That's really good advice as well. And I would love to see how some of these people, like if you were to follow them up in a longitudinal study to see if they still are having lucid dreams. I know funding is probably a big thing, but what do you think is, where is this going in the future? How can we get more funding for this type of research?

And, and why do you think people are so hesitant to just accept this despite all of this indisputable evidence that we have? 

Charlie: A good point. I mean, you've got this thing that's free, non invasive, non medical. Uh, non addictive, you do it in your sleep. It literally sounds too good to be true. So I think there's that also possibly the fact that it is non medical and non addictive, uh, I'll leave that there, but there could be some parties involved who have a vested interest in things being medical and addictive.

Um, I think it's new. Um, relatively, I mean, I've got a friend who's now a professor of psychology at, uh, Greenwich uni and he's my [00:12:00] age and I'm 41. Right. But I still feel young. I still feel like a young person. Shit. I'm like middle aged now, but I still feel young. And I'm like, I remember when he told me, I was like, what do you mean?

You can't be professor. You're like my age. And he was like, yeah, like a normal age for a professor, dude. And I realized that this is how change happens. To quote Alan Wallace, the brilliant Buddhist Lama, he said, science will change when old white men die. Oh, that was a big one. I was like, that's everything there, man.

So it's generational. I mean, how old are you? You're much younger than me. 

Amina: I'm 29. So yeah, I'm not, you know, 

Charlie: no, no, there's a big difference between nine and 41. Yeah. I'm sorry. I'm sorry. I'm sorry. My, I think my generation kind of elderly millennials are like starting to push it because they've grown up with the like psychedelic therapeutic revolution, they've grown up with lucid dreaming, being normal, stuff like that.

I think your generation will be the ones when you guys move into these big seats of, uh, seats of power, basically the professorships, the [00:13:00] research grant people, you know. Uh, when you guys step into middle age, I think that's when it'll happen. So I think it's a generational shift that's needed because your generation's growing up.

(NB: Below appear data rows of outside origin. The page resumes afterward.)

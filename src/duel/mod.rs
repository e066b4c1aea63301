//! Duel resolution.
//!
//! A duel is a sequence of rounds. In each round every involved player
//! commits one card; the round either settles the duel or narrows it to a
//! subset of players for another round (a "double duel").
//!
//! ## Round rules
//!
//! - Any Counteract: every card in play is discarded.
//! - Exactly one Trap: its player captures every other card in play.
//! - Two or more Traps: those players duel again, and from then on the
//!   highest card captures everything in play.
//! - Otherwise the unique lowest card loses (or, after tied Traps, the unique
//!   highest card wins). Ties duel again among the tied players.
//!
//! ## Key Types
//!
//! - `DuelRound` / `RoundOutcome`: One round and how it was decided
//! - `DuelResult`: Every round plus each card's destination
//! - `CardSupplier`: Where each round's cards come from
//! - `ScriptedSupplier`: Predetermined cards, for tests and simulation

pub mod round;
pub mod resolver;

pub use round::{DuelResult, DuelRound, RoundOutcome};
pub use resolver::{resolve_round, run_duel, CardSupplier, PlayedCard, ScriptedSupplier};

Like everyone knows what a lucid dream is. Of course, you know what a lucid dream is. Of course it's legit. Whereas my generation, most people do, but some people are skeptical. The Gen Xs, some people know, but many are skeptical. And then, I don't know, the generation above, like, it seems madness that you can do this to, to many.

Yeah, 

Amina: I love, I love the foundation work that you've helped laid, you know, and all the other pioneers that are, that are helping this paradigm shift because, you know what, you're right. I think science is changing and although we, we need science, but a true scientist takes data and sees how things are evolving and to understand consciousness, I think we have to step away from materialism a little bit.

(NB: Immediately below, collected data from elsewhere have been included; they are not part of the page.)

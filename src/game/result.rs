//! Terminal game outcomes.

use im::Vector;
use serde::{Deserialize, Serialize};
use std::collections::BTreeSet;
use std::time::Duration;

use crate::core::{PlayerId, PlayerMap};
use crate::events::GameEvent;

/// How a game ended.
#[derive(Clone, Debug, PartialEq, Eq, Serialize, Deserialize)]
pub enum GameResult {
    /// A single player is left holding cards.
    Winner(PlayerId),

    /// The last players were eliminated together.
    Tied(BTreeSet<PlayerId>),

    /// The turn cap was reached first.
    Unfinished,
}

impl GameResult {
    /// The unique winner, if there is one.
    #[must_use]
    pub fn winner(&self) -> Option<PlayerId> {
        match self {
            GameResult::Winner(player) => Some(*player),
            _ => None,
        }
    }

    /// Every player sharing first place; empty for an unfinished game.
    #[must_use]
    pub fn winners(&self) -> BTreeSet<PlayerId> {
        match self {
            GameResult::Winner(player) => [*player].into_iter().collect(),
            GameResult::Tied(players) => players.clone(),
            GameResult::Unfinished => BTreeSet::new(),
        }
    }

    #[must_use]
    pub fn is_decisive(&self) -> bool {
        matches!(self, GameResult::Winner(_))
    }

    #[must_use]
    pub fn is_finished(&self) -> bool {
        !matches!(self, GameResult::Unfinished)
    }
}

/// Everything a harness needs from a completed game.
#[derive(Clone, Debug, Serialize, Deserialize)]
pub struct GameSummary {
    pub result: GameResult,

    /// Turns played.
    pub turns: u32,

    /// Finishing place per player: 1 for the winner (or every tied player),
    /// then by reverse elimination order. Players eliminated by the same
    /// event share a place. `None` for an unfinished game.
    pub placements: Option<PlayerMap<usize>>,

    /// Wall time spent inside each player's strategy code.
    pub strategy_time: PlayerMap<Duration>,

    /// Display name of each seat's strategy.
    pub player_names: PlayerMap<String>,

    /// The complete event log.
    pub events: Vector<GameEvent>,
}

impl GameSummary {
    /// Finishing place of `player`, if the game finished.
    #[must_use]
    pub fn place(&self, player: PlayerId) -> Option<usize> {
        self.placements.as_ref().and_then(|places| places.get(player).copied())
    }
}
//! Error types.
//!
//! Every error aborts only the game it occurs in. Errors caused by a player
//! carry that player's index so a harness can attribute them; invalid moves
//! (`InvalidChoice`) are kept distinct from failures inside strategy logic
//! (`Strategy`).

use super::player::PlayerId;

/// Result alias for engine operations.
pub type Result<T> = std::result::Result<T, GameError>;

/// The kind of decision a strategy was asked to make.
#[derive(Clone, Copy, Debug, PartialEq, Eq, Hash)]
pub enum Decision {
    /// Choosing a card to discard at the start of a turn.
    Discard,
    /// Choosing a player to steal from.
    Spy,
    /// Choosing a card to play in a duel round.
    Duel,
}

impl std::fmt::Display for Decision {
    fn fmt(&self, f: &mut std::fmt::Formatter<'_>) -> std::fmt::Result {
        let name = match self {
            Decision::Discard => "discard",
            Decision::Spy => "spy",
            Decision::Duel => "duel",
        };
        f.write_str(name)
    }
}

/// An illegal move returned by a strategy.
#[derive(Clone, Debug, PartialEq, Eq, thiserror::Error)]
pub enum InvalidChoice {
    #[error("discard index {index} with {hand_size} cards in hand")]
    Discard { index: usize, hand_size: usize },

    #[error("duel index {index} with {hand_size} cards in hand")]
    Duel { index: usize, hand_size: usize },

    #[error("cannot spy on self")]
    SpySelf,

    #[error("spy target {target} out of range for {player_count} players")]
    SpyOutOfRange { target: PlayerId, player_count: usize },

    #[error("spy target {target} has no cards in hand")]
    SpyEmptyHand { target: PlayerId },
}

impl InvalidChoice {
    /// The decision the illegal move was made for.
    #[must_use]
    pub fn decision(&self) -> Decision {
        match self {
            InvalidChoice::Discard { .. } => Decision::Discard,
            InvalidChoice::Duel { .. } => Decision::Duel,
            InvalidChoice::SpySelf
            | InvalidChoice::SpyOutOfRange { .. }
            | InvalidChoice::SpyEmptyHand { .. } => Decision::Spy,
        }
    }
}

/// Errors that abort a game.
#[derive(Debug, thiserror::Error)]
pub enum GameError {
    #[error("no cards left in the draw or discard piles")]
    DeckExhausted,

    #[error("invalid {} choice by {player}: {choice}", choice.decision())]
    InvalidChoice { player: PlayerId, choice: InvalidChoice },

    #[error("{decision} strategy for {player} failed: {source}")]
    Strategy {
        player: PlayerId,
        decision: Decision,
        #[source]
        source: anyhow::Error,
    },

    #[error("game has already been run")]
    AlreadyRun,

    #[error("player count must be between {min} and {max}; was {count}")]
    InvalidPlayerCount { count: usize, min: usize, max: usize },

    #[error("invalid configuration: {reason}")]
    InvalidConfig { reason: &'static str },

    #[error("a duel needs at least two players; was given {count}")]
    TooFewDuelists { count: usize },
}

impl GameError {
    /// The player responsible for this error, if it is attributable to one.
    #[must_use]
    pub fn player(&self) -> Option<PlayerId> {
        match self {
            GameError::InvalidChoice { player, .. } | GameError::Strategy { player, .. } => {
                Some(*player)
            }
            _ => None,
        }
    }

    /// The decision during which a player caused this error.
    #[must_use]
    pub fn decision(&self) -> Option<Decision> {
        match self {
            GameError::InvalidChoice { choice, .. } => Some(choice.decision()),
            GameError::Strategy { decision, .. } => Some(*decision),
            _ => None,
        }
    }

    /// Whether a player made an illegal move.
    #[must_use]
    pub fn is_invalid_choice(&self) -> bool {
        matches!(self, GameError::InvalidChoice { .. })
    }

    /// Whether a player's strategy logic itself failed.
    #[must_use]
    pub fn is_strategy_fault(&self) -> bool {
        matches!(self, GameError::Strategy { .. })
    }
}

So I think lucid dreaming is a stepping stone to all this other You know, research about consciousness that we're going to start to get into. So I'm really excited for that. 

Charlie: Absolutely. I totally agree. And I think one thing we [00:14:00] can use, maybe not as, I'm not linking these directly, but I think kind of metaphorically there's, there's a link here is the fact that no one is freaking out about the fact that UFOs are now legit.

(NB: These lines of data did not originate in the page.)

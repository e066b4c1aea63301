//! Public game state.
//!
//! Everything here is visible to every player. It is mutated only by the
//! game engine; strategies receive it by shared reference.

use im::Vector;
use serde::{Deserialize, Serialize};

use crate::cards::{Card, CardList};
use crate::core::{PlayerId, PlayerMap};
use crate::events::{EventType, GameEvent};

/// Public state of a game in progress.
///
/// The event log is an `im::Vector`, so [`GameState::event_log`] is an O(1)
/// snapshot.
#[derive(Clone, Debug, Serialize, Deserialize)]
pub struct GameState {
    player_count: usize,

    /// Turns started so far; 0 during the initial deal.
    turn: u32,

    /// Player whose turn it is.
    up_player: PlayerId,

    /// Cards in each hand, excluding cards committed to the current duel.
    hand_sizes: PlayerMap<usize>,

    /// Cards each player committed in the resolved rounds of the current duel.
    in_play: PlayerMap<CardList>,

    /// Cards committed to the round being played, hidden until it resolves.
    #[serde(skip)]
    pending: Vec<(PlayerId, Card)>,

    /// Players not yet eliminated.
    active_count: usize,

    events: Vector<GameEvent>,
}

impl GameState {
    /// State before the deal: no cards in hand, every player counted active.
    #[must_use]
    pub fn new(player_count: usize) -> Self {
        Self {
            player_count,
            turn: 0,
            up_player: PlayerId::new(0),
            hand_sizes: PlayerMap::with_value(player_count, 0),
            in_play: PlayerMap::with_default(player_count),
            pending: Vec::new(),
            active_count: player_count,
            events: Vector::new(),
        }
    }

    #[must_use]
    pub fn player_count(&self) -> usize {
        self.player_count
    }

    /// Turns started so far; 0 before the first turn.
    #[must_use]
    pub fn turn(&self) -> u32 {
        self.turn
    }

    /// Player whose turn it is.
    #[must_use]
    pub fn up_player(&self) -> PlayerId {
        self.up_player
    }

    /// Cards held by `player`, including cards committed to the current duel.
    #[must_use]
    pub fn hand_size(&self, player: PlayerId) -> usize {
        self.hand_sizes[player] + self.in_play_count(player)
    }

    /// Hand sizes excluding cards committed to the current duel.
    #[must_use]
    pub fn hand_sizes(&self) -> &PlayerMap<usize> {
        &self.hand_sizes
    }

    /// Cards committed in the resolved rounds of the current duel, by player.
    /// Cards of the round being played are not shown until it resolves.
    /// Empty between duels.
    #[must_use]
    pub fn in_play(&self) -> &PlayerMap<CardList> {
        &self.in_play
    }

    /// Number of cards `player` has committed to the current duel, including
    /// the round being played.
    #[must_use]
    pub fn in_play_count(&self, player: PlayerId) -> usize {
        self.in_play[player].len() + self.pending.iter().filter(|(p, _)| *p == player).count()
    }

    /// Every card `player` has committed to the current duel, including the
    /// hidden cards of the round being played.
    pub(crate) fn committed(&self, player: PlayerId) -> impl Iterator<Item = &Card> + '_ {
        self.in_play[player].iter().chain(
            self.pending
                .iter()
                .filter(move |(p, _)| *p == player)
                .map(|(_, card)| card),
        )
    }

    /// Whether `player` still holds any card, in hand or in play.
    #[must_use]
    pub fn is_active(&self, player: PlayerId) -> bool {
        self.hand_size(player) > 0
    }

    /// Number of players not yet eliminated.
    #[must_use]
    pub fn active_count(&self) -> usize {
        self.active_count
    }

    /// Players still holding cards, in seat order.
    pub fn active_players(&self) -> impl Iterator<Item = PlayerId> + '_ {
        PlayerId::all(self.player_count).filter(|&p| self.is_active(p))
    }

    /// The next active player after the up player, wrapping around the table.
    #[must_use]
    pub fn next_player(&self) -> Option<PlayerId> {
        let mut player = self.up_player;
        for _ in 0..self.player_count {
            player = player.next(self.player_count);
            if self.is_active(player) {
                return Some(player);
            }
        }
        None
    }

    /// Turns until `player` is up; 0 if it is their turn. `None` if they are out.
    #[must_use]
    pub fn turns_until_up(&self, player: PlayerId) -> Option<usize> {
        if !self.is_active(player) {
            return None;
        }
        let mut turns = 0;
        let mut current = self.up_player;
        while current != player {
            current = current.next(self.player_count);
            if self.is_active(current) {
                turns += 1;
            }
        }
        Some(turns)
    }

    /// Every event so far, in emission order.
    #[must_use]
    pub fn events(&self) -> &Vector<GameEvent> {
        &self.events
    }

    /// O(1) snapshot of the event log.
    #[must_use]
    pub fn event_log(&self) -> Vector<GameEvent> {
        self.events.clone()
    }

    /// Number of logged events of type `event_type`.
    #[must_use]
    pub fn count_events(&self, event_type: EventType) -> usize {
        self.events.iter().filter(|e| e.is(event_type)).count()
    }

    pub(crate) fn start_turn(&mut self) {
        self.turn += 1;
    }

    pub(crate) fn set_up_player(&mut self, player: PlayerId) {
        self.up_player = player;
    }

    pub(crate) fn set_hand_size(&mut self, player: PlayerId, size: usize) {
        self.hand_sizes[player] = size;
    }

    /// Commit `card` to the round being played. It stays hidden until [`GameState::reveal`].
    pub(crate) fn commit(&mut self, player: PlayerId, card: Card) {
        self.pending.push((player, card));
    }

    /// The round resolved: its cards become public.
    pub(crate) fn reveal(&mut self) {
        for (player, card) in self.pending.drain(..) {
            self.in_play[player].push(card);
        }
    }

    pub(crate) fn clear_in_play(&mut self) {
        self.pending.clear();
        for (_, cards) in self.in_play.iter_mut() {
            cards.clear();
        }
    }

    pub(crate) fn eliminate(&mut self) {
        self.active_count = self.active_count.saturating_sub(1);
    }

    pub(crate) fn record(&mut self, event: GameEvent) {
        self.events.push_back(event);
    }
}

Like you've got the American government. I tried to tell my dad this the other day. Right. And he was like, Well, you know, it's not, they're not real. And I was like, no, no, dad, it's like, he went, why isn't it on the news? And I said, that's it. That's it. The point, why isn't it in the good point, dad? Why isn't it the news that you watch?

You mean, why isn't it in the news that you watch? Cause I mean, this is huge, right? That like. The, this is real. The government have admitted it. They're not saying it's, they haven't actually used the word kind of alien intelligent yet, but we're seeing non human intelligence use stuff like that. So I think these paradigm shifts, they happen drip by drip, and then there'll suddenly be some cultural moment.

And I think it's coming probably this year or next year where. The, the mainstream will go, oh wow, the kind of, the [00:15:00] alien intelligence is here. And I think it'll be like that with lucid dreaming. At the moment, we're in this drip drip. Like why isn't it on the news? Why don't people know about this? And then in a few years time, there'll be some big cultural shift.

And then we'll be going, dude, we've known this for like the last decade. Why are you so slow to catch up? But I think this is how it works. 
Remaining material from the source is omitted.